The origin of the domestic dog (Canis familiaris) is best understood as a consequence of human adoption of wolf pups (Canis lupus) some 12,000 years ago. Young wolf pups growing up in human society formed their primary social bonds with humans. The radically altered circumstances experienced by these early domestic canids placed them in a new role as ecological colonizers. Selection under these circumstances favored precocious maturation, resulting in evolutionary progenesis, a form of heterochrony. Concurrently, an abrupt shift in diet resulted in rapid size reduction in the new evolving species.

Craniometric data analyzed from modern wild Canis and prehistoric domesticated dogs from North America and northern Europe, all predating 3,000 B.P. The goal is to assess whether or not morphological changes in dogs are allometric consequences of size reduction, brought about by heterochronic alterations. Previous investigations of canid allometry involving wild canids and modern dog breeds serve as a frame of reference.

Bivariate analysis of static data reveals that the dogs exhibit uniquely wide cranial vaults and palates, and are distinct from allometric trends seen among other groups.
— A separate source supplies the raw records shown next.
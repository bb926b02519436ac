use crate::storage::models::{AnswerLetter, TopicRecord};

fn taxonomy_listing(taxonomy: &[TopicRecord]) -> String {
    if taxonomy.is_empty() {
        return "(none yet - this is the first upload, propose a new topic and chapter)".to_string();
    }
    taxonomy
        .iter()
        .map(|topic| {
            let chapters = if topic.chapters.is_empty() {
                "(no chapters)".to_string()
            } else {
                topic.chapters.join("; ")
            };
            format!("- {}: {}", topic.name, chapters)
        })
        .collect::<Vec<_>>()
        .join("\n")
}

pub fn classification_prompt(text: &str, taxonomy: &[TopicRecord]) -> String {
    format!(
        r#"You are organising a pediatric medical exam question bank.
Existing topics and their chapters:
{taxonomy}

Read the source material below and decide where it belongs. Reuse an existing
topic and chapter when one fits; otherwise propose a concise new name.
Estimate how many high-quality MCQs and flashcards the material supports.

Return a JSON object with exactly these fields:
{{
  "suggestedTopic": string,
  "suggestedChapter": string,
  "estimatedMcqCount": integer,
  "estimatedFlashcardCount": integer,
  "sourceReference": string  // book/article title or a short description of the source
}}

Source material:
"""
{text}
""""#,
        taxonomy = taxonomy_listing(taxonomy),
        text = text,
    )
}

pub fn generation_prompt(text: &str, topic: &str, chapter: &str, mcq_count: u32, flashcard_count: u32) -> String {
    format!(
        r#"You are a pediatric medical educator writing exam preparation material
for the topic "{topic}", chapter "{chapter}".

From the source material below create EXACTLY {mcq_count} multiple-choice
questions and EXACTLY {flashcard_count} flashcards. Every MCQ has exactly four
options, a single correct answer letter (A, B, C or D) and a short explanation.

Return a JSON object:
{{
  "mcqs": [{{"question": string, "options": [string, string, string, string], "answer": "A"|"B"|"C"|"D", "explanation": string}}],
  "flashcards": [{{"front": string, "back": string}}]
}}

Source material:
"""
{text}
""""#,
    )
}

pub fn explanation_prompt(question: &str, options: &[String; 4], answer: AnswerLetter) -> String {
    let options_text = options
        .iter()
        .zip(['A', 'B', 'C', 'D'])
        .map(|(opt, letter)| format!("{}. {}", letter, opt))
        .collect::<Vec<_>>()
        .join("\n");
    let correct = &options[answer.index()];

    format!(
        r#"You are a concise pediatric medical expert.
Explain this MCQ. Structure:
**Correct Answer Explanation:** [Explain why.]
**Incorrect Options Explanation:** [Briefly explain why each is wrong.]
Question: {question}
Options:
{options_text}
Correct Answer: {answer}. {correct}

Provide your explanation without conversational filler."#,
    )
}

pub fn advice_prompt(strong_topics: &[String], weak_topics: &[String], overall_accuracy: f64) -> String {
    let list = |topics: &[String]| {
        if topics.is_empty() {
            "None yet".to_string()
        } else {
            topics.join(", ")
        }
    };
    format!(
        r#"You are an encouraging medical study advisor.
User's performance:
- Accuracy: {accuracy:.1}%
- Strong Topics: {strong}
- Weak Topics: {weak}
Provide short, actionable advice in markdown with two sections:
**Areas to Consolidate** and **Areas for Revision**.
Keep it under 150 words."#,
        accuracy = overall_accuracy,
        strong = list(strong_topics),
        weak = list(weak_topics),
    )
}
Anterior cranial length variables are tightly scaled among all groups, with proportional variation a consequence of allometric scaling. Dogs also tend to have proportionally longer teeth than similar sized wild canids. Bivariate analysis of ontogenetic data reveals that wide vaults and palates in dogs are associated with a greater correspondence to wolf ontogenetic regression lines relative to other groups. On anterior cranial length variables all groups exhibit evidence of ontogenetic scaling. Multivariate analysis indicates that dogs are morphologically more similar to juvenile wolves than to any adult group.

Juvenilized morphology in dogs is a consequence of rapid size change with morphology constrained to developmental pathways. Invariance in gestation period in Canis may pose a fundamental morphological constraint on dog morphology. Confinement of morphology to developmental boundaries may be indicative of rapid evolutionary change in general. Heterochronic mechanisms responsible for this mode of change may be important in the evolution of domestic animals other and the dog.